Assignment:
The whole listing should be given back without any alteration.

Records:

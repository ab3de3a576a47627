//! JSON request/response documents for the `query` command.
//!
//! ```json
//! {"graph_id": "g1", "queries": [
//!   {"paths": {"start": "a", "end": "e"}},
//!   {"cheapest": {"start": "a", "end": "e"}},
//!   {"cycles": {}}
//! ]}
//! ```

use serde::{Deserialize, Serialize, Serializer};

/// Incoming request. Queries stay as raw JSON until dispatch so that
/// unrecognized entries can be skipped individually.
#[derive(Debug, Clone, Default, Deserialize)]
pub struct Request {
    #[serde(default)]
    pub graph_id: Option<String>,
    #[serde(default)]
    pub queries: Vec<serde_json::Value>,
}

/// Keys that mark an object as a query this protocol understands.
pub const QUERY_KINDS: [&str; 3] = ["paths", "cheapest", "cycles"];

#[derive(Debug, Clone, PartialEq, Deserialize)]
#[serde(rename_all = "snake_case")]
pub enum Query {
    Paths(Endpoints),
    Cheapest(Endpoints),
    Cycles(CyclesQuery),
}

#[derive(Debug, Clone, PartialEq, Eq, Deserialize)]
pub struct Endpoints {
    pub start: String,
    pub end: String,
}

/// Cycle queries take no parameters; the body is `{}`.
#[derive(Debug, Clone, Default, PartialEq, Eq, Deserialize)]
pub struct CyclesQuery {}

#[derive(Debug, Clone, PartialEq, Serialize)]
#[serde(rename_all = "snake_case")]
pub enum Answer {
    Paths(PathsAnswer),
    Cheapest(CheapestAnswer),
    Cycles(CyclesAnswer),
}

#[derive(Debug, Clone, PartialEq, Serialize)]
pub struct PathsAnswer {
    pub from: String,
    pub to: String,
    pub paths: Vec<Vec<String>>,
}

/// `path` is the node list, or `false` when there is no path.
#[derive(Debug, Clone, PartialEq, Serialize)]
pub struct CheapestAnswer {
    pub from: String,
    pub to: String,
    #[serde(serialize_with = "path_or_false")]
    pub path: Option<Vec<String>>,
    #[serde(skip_serializing_if = "Option::is_none")]
    pub cost: Option<f64>,
}

#[derive(Debug, Clone, PartialEq, Serialize)]
pub struct CyclesAnswer {
    pub has_cycle: bool,
    pub cycles: Vec<Vec<String>>,
}

#[derive(Debug, Clone, PartialEq, Serialize)]
#[serde(untagged)]
pub enum Response {
    Answers { answers: Vec<Answer> },
    Error { error: String },
}

impl Response {
    pub fn graph_not_found(graph_id: &str) -> Self {
        Self::Error {
            error: format!("Graph with ID '{graph_id}' does not exist"),
        }
    }
}

fn path_or_false<S: Serializer>(path: &Option<Vec<String>>, s: S) -> Result<S::Ok, S::Error> {
    match path {
        Some(nodes) => nodes.serialize(s),
        None => s.serialize_bool(false),
    }
}

#[cfg(test)]
mod tests {
    use super::*;
    use serde_json::json;

    #[test]
    fn test_parse_queries() {
        let q: Query = serde_json::from_value(json!({"paths": {"start": "a", "end": "e"}})).unwrap();
        assert_eq!(
            q,
            Query::Paths(Endpoints {
                start: "a".into(),
                end: "e".into()
            })
        );

        let q: Query = serde_json::from_value(json!({"cycles": {}})).unwrap();
        assert_eq!(q, Query::Cycles(CyclesQuery {}));
    }

    #[test]
    fn test_request_defaults() {
        let r: Request = serde_json::from_str("{}").unwrap();
        assert!(r.graph_id.is_none());
        assert!(r.queries.is_empty());
    }

    #[test]
    fn test_cheapest_no_path_is_false() {
        let a = Answer::Cheapest(CheapestAnswer {
            from: "a".into(),
            to: "b".into(),
            path: None,
            cost: None,
        });
        assert_eq!(
            serde_json::to_value(&a).unwrap(),
            json!({"cheapest": {"from": "a", "to": "b", "path": false}})
        );
    }

    #[test]
    fn test_cheapest_found() {
        let a = Answer::Cheapest(CheapestAnswer {
            from: "a".into(),
            to: "b".into(),
            path: Some(vec!["a".into(), "b".into()]),
            cost: Some(2.5),
        });
        assert_eq!(
            serde_json::to_value(&a).unwrap(),
            json!({"cheapest": {"from": "a", "to": "b", "path": ["a", "b"], "cost": 2.5}})
        );
    }

    #[test]
    fn test_error_response_shape() {
        assert_eq!(
            serde_json::to_value(Response::graph_not_found("g9")).unwrap(),
            json!({"error": "Graph with ID 'g9' does not exist"})
        );
    }
}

Response:
repository ab3de3a576a47627
//! JSON request/response documents for the `query` command.
//!
//! ```json
//! {"graph_id": "g1", "queries": [
//!   {"paths": {"start": "a", "end": "e"}},
//!   {"cheapest": {"start": "a", "end": "e"}},
//!   {"cycles": {}}
//! ]}
//! ```

use serde::{Deserialize, Serialize, Serializer};

/// Incoming request. Queries stay as raw JSON until dispatch so that
/// unrecognized entries can be skipped individually.
#[derive(Debug, Clone, Default, Deserialize)]
pub struct Request {
    #[serde(default)]
    pub graph_id: Option<String>,
    #[serde(default)]
    pub queries: Vec<serde_json::Value>,
}

/// Keys that mark an object as a query this protocol understands.
pub const QUERY_KINDS: [&str; 3] = ["paths", "cheapest", "cycles"];

#[derive(Debug, Clone, PartialEq, Deserialize)]
#[serde(rename_all = "snake_case")]
pub enum Query {
    Paths(Endpoints),
    Cheapest(Endpoints),
    Cycles(CyclesQuery),
}

#[derive(Debug, Clone, PartialEq, Eq, Deserialize)]
pub struct Endpoints {
    pub start: String,
    pub end: String,
}

/// Cycle queries take no parameters; the body is `{}`.
#[derive(Debug, Clone, Default, PartialEq, Eq, Deserialize)]
pub struct CyclesQuery {}

#[derive(Debug, Clone, PartialEq, Serialize)]
#[serde(rename_all = "snake_case")]
pub enum Answer {
    Paths(PathsAnswer),
    Cheapest(CheapestAnswer),
    Cycles(CyclesAnswer),
}

#[derive(Debug, Clone, PartialEq, Serialize)]
pub struct PathsAnswer {
    pub from: String,
    pub to: String,
    pub paths: Vec<Vec<String>>,
}

/// `path` is the node list, or `false` when there is no path.
#[derive(Debug, Clone, PartialEq, Serialize)]
pub struct CheapestAnswer {
    pub from: String,
    pub to: String,
    #[serde(serialize_with = "path_or_false")]
    pub path: Option<Vec<String>>,
    #[serde(skip_serializing_if = "Option::is_none")]
    pub cost: Option<f64>,
}

#[derive(Debug, Clone, PartialEq, Serialize)]
pub struct CyclesAnswer {
    pub has_cycle: bool,
    pub cycles: Vec<Vec<String>>,
}

#[derive(Debug, Clone, PartialEq, Serialize)]
#[serde(untagged)]
pub enum Response {
    Answers { answers: Vec<Answer> },
    Error { error: String },
}

impl Response {
    pub fn graph_not_found(graph_id: &str) -> Self {
        Self::Error {
            error: format!("Graph with ID '{graph_id}' does not exist"),
        }
    }
}

fn path_or_false<S: Serializer>(path: &Option<Vec<String>>, s: S) -> Result<S::Ok, S::Error> {
    match path {
        Some(nodes) => nodes.serialize(s),
        None => s.serialize_bool(false),
    }
}

#[cfg(test)]
mod tests {
    use super::*;
    use serde_json::json;

    #[test]
    fn test_parse_queries() {
        let q: Query = serde_json::from_value(json!({"paths": {"start": "a", "end": "e"}})).unwrap();
        assert_eq!(
            q,
            Query::Paths(Endpoints {
                start: "a".into(),
                end: "e".into()
            })
        );

        let q: Query = serde_json::from_value(json!({"cycles": {}})).unwrap();
        assert_eq!(q, Query::Cycles(CyclesQuery {}));
    }

    #[test]
    fn test_request_defaults() {
        let r: Request = serde_json::from_str("{}").unwrap();
        assert!(r.graph_id.is_none());
        assert!(r.queries.is_empty());
    }

    #[test]
    fn test_cheapest_no_path_is_false() {
        let a = Answer::Cheapest(CheapestAnswer {
            from: "a".into(),
            to: "b".into(),
            path: None,
            cost: None,
        });
        assert_eq!(
            serde_json::to_value(&a).unwrap(),
            json!({"cheapest": {"from": "a", "to": "b", "path": false}})
        );
    }

    #[test]
    fn test_cheapest_found() {
        let a = Answer::Cheapest(CheapestAnswer {
            from: "a".into(),
            to: "b".into(),
            path: Some(vec!["a".into(), "b".into()]),
            cost: Some(2.5),
        });
        assert_eq!(
            serde_json::to_value(&a).unwrap(),
            json!({"cheapest": {"from": "a", "to": "b", "path": ["a", "b"], "cost": 2.5}})
        );
    }

    #[test]
    fn test_error_response_shape() {
        assert_eq!(
            serde_json::to_value(Response::graph_not_found("g9")).unwrap(),
            json!({"error": "Graph with ID 'g9' does not exist"})
        );
    }
}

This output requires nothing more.